The next time I did Saliva was early in the morning in the same place. I was by myself again, and decided I would just lay in my bed and let my laptop play random music. So I took a bongload again, and had a similiar experience, only this time I was talking to myself about stuff. I don't remember exactly what I said, but it was something about life, something that I wouldn't normally talk about. I was a lot less freaked out this time around though. I had the exact same feeling of a life reset, and each wall had it's own personality, and I felt like I was controlling the random on my laptop, I felt like I knew what song was coming on next each time. Eventually I went to sleep and haven't had Saliva since.
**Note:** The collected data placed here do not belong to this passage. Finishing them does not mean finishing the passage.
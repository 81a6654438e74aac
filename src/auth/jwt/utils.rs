//! JWT utility functions

use super::types::{Claims, UnverifiedClaims};
use jsonwebtoken::{Algorithm, DecodingKey, Validation, decode};

/// Extract the token from an `Authorization` header value.
///
/// Only the `Bearer` scheme is accepted, and an empty token counts as absent.
pub fn extract_bearer_token(header_value: &str) -> Option<&str> {
    header_value
        .strip_prefix("Bearer ")
        .map(str::trim)
        .filter(|token| !token.is_empty())
}

/// Decode claims without verifying the signature or expiry
pub fn decode_unverified(token: &str) -> Option<UnverifiedClaims> {
    let mut validation = Validation::new(Algorithm::HS256);
    validation.insecure_disable_signature_validation();
    validation.validate_exp = false;
    validation.validate_aud = false;
    validation.required_spec_claims.clear();

    decode::<Claims>(token, &DecodingKey::from_secret(&[]), &validation)
        .ok()
        .map(|data| UnverifiedClaims(data.claims))
}
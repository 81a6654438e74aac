//! Password change endpoint

use crate::auth::{AuthenticatedContext, ChangePasswordRequest};
use crate::server::routes::MessageResponse;
use crate::server::state::AppState;
use actix_web::{HttpResponse, Result as ActixResult, web};
use tracing::info;

/// Change the caller's password. Tokens already issued stay valid until they expire.
pub async fn change_password(
    state: web::Data<AppState>,
    ctx: AuthenticatedContext,
    request: web::Json<ChangePasswordRequest>,
) -> ActixResult<HttpResponse> {
    state.auth.change_password(Some(&ctx), &request).await?;
    info!("Password changed for account {}", ctx.account_id());

    Ok(HttpResponse::Ok().json(MessageResponse::new("Senha alterada com sucesso")))
}
//! HTTP route modules
//!
//! This module contains all HTTP route handlers organized by resource.

pub mod auth;
pub mod consultas;
pub mod medicos;
pub mod pacientes;
pub mod usuarios;

use crate::storage::database::page_offset;
use crate::utils::error::ApiError;
use actix_web::web;
use serde::{Deserialize, Serialize};
use uuid::Uuid;

/// Mount every `/api` resource
pub fn configure_routes(cfg: &mut web::ServiceConfig) {
    cfg.configure(auth::configure_routes)
        .configure(usuarios::configure_routes)
        .configure(medicos::configure_routes)
        .configure(pacientes::configure_routes)
        .configure(consultas::configure_routes);
}

/// Body carrying a single confirmation message
#[derive(Debug, Clone, Serialize)]
pub struct MessageResponse {
    pub message: &'static str,
}

impl MessageResponse {
    pub fn new(message: &'static str) -> Self {
        Self { message }
    }
}

/// Pagination metadata
#[derive(Debug, Clone, PartialEq, Eq, Serialize)]
#[serde(rename_all = "camelCase")]
pub struct Pagination {
    /// Total number of items across all pages
    pub total: u64,
    /// Total number of pages
    pub pages: u64,
    pub current_page: u64,
    pub per_page: u64,
}

impl Pagination {
    pub fn new(total: u64, current_page: u64, per_page: u64) -> Self {
        Self {
            total,
            pages: total.div_ceil(per_page.max(1)),
            current_page,
            per_page,
        }
    }
}

/// Query parameters for pagination
#[derive(Debug, Clone, Deserialize)]
pub struct PaginationQuery {
    /// Page number (1-based)
    #[serde(default = "default_page")]
    pub page: u64,
    /// Number of items per page
    #[serde(default = "default_limit")]
    pub limit: u64,
}

fn default_page() -> u64 {
    1
}

fn default_limit() -> u64 {
    10
}

/// Upper bound on `limit`
pub const MAX_PAGE_SIZE: u64 = 100;

impl Default for PaginationQuery {
    fn default() -> Self {
        Self {
            page: default_page(),
            limit: default_limit(),
        }
    }
}

impl PaginationQuery {
    /// Validate pagination parameters
    pub fn validate(&self) -> Result<(), ApiError> {
        if self.page == 0 {
            return Err(ApiError::validation("Página deve ser maior que zero"));
        }
        if self.limit == 0 || self.limit > MAX_PAGE_SIZE {
            return Err(ApiError::validation(format!(
                "Limite deve estar entre 1 e {}",
                MAX_PAGE_SIZE
            )));
        }
        if page_offset(self.page, self.limit).is_none() {
            return Err(ApiError::validation("Página fora do intervalo"));
        }
        Ok(())
    }
}

/// Parse a path identifier. Anything that is not a UUID cannot name a record.
pub fn parse_id(raw: &str, not_found: &'static str) -> Result<Uuid, ApiError> {
    Uuid::parse_str(raw).map_err(|_| ApiError::not_found(not_found))
}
Before I close, I'd also like to mention that long before I ever touched a drug, I had weird hallucinations. When I was young, I used to have vivid hallucations like while I was peeing that the toilet came to life tried to bite me that only lasted for a split second. They kind of scared me, but I never told anybody about them as I attributed it to my imagination, which in all fairness it probably is, I just figured it was relevant to add. Then some time during my teenage years while I still didn't touch drugs, they stopped. Now in the past two years I've been getting them again, only it's with my laptop growing teeth and biting down on my hands while I'm typing. Sometimes it scares the hell out of me because it feels like it's going to happen, but other times I just get mad and swear that I'd just kill the laptop if it decided to do that to me.
So the long and the short of it is I feel like there is definitely some sort of existance that I don't quite understand. Whether it's some sort of spiritual beings that are manifesting themselves in a physical form, I'm not sure. I'm just curious what people of this community thinks about this situation, since I know if I spoke to most people I know about this sort of thing, they'd think I'm cuckoo for Cocoa Puffs. I just have a hard time believing that all of this stuff is 100% all in my head without any outside forces affecting it in anyway.
I thank everybody for reading my post. This is stuff I needed to get off my chest, and I feel a lot better now actually telling my stories to somebody that will look at my experiences with an open mind, and with some guidance I should be able to find the answers that I'm looking for.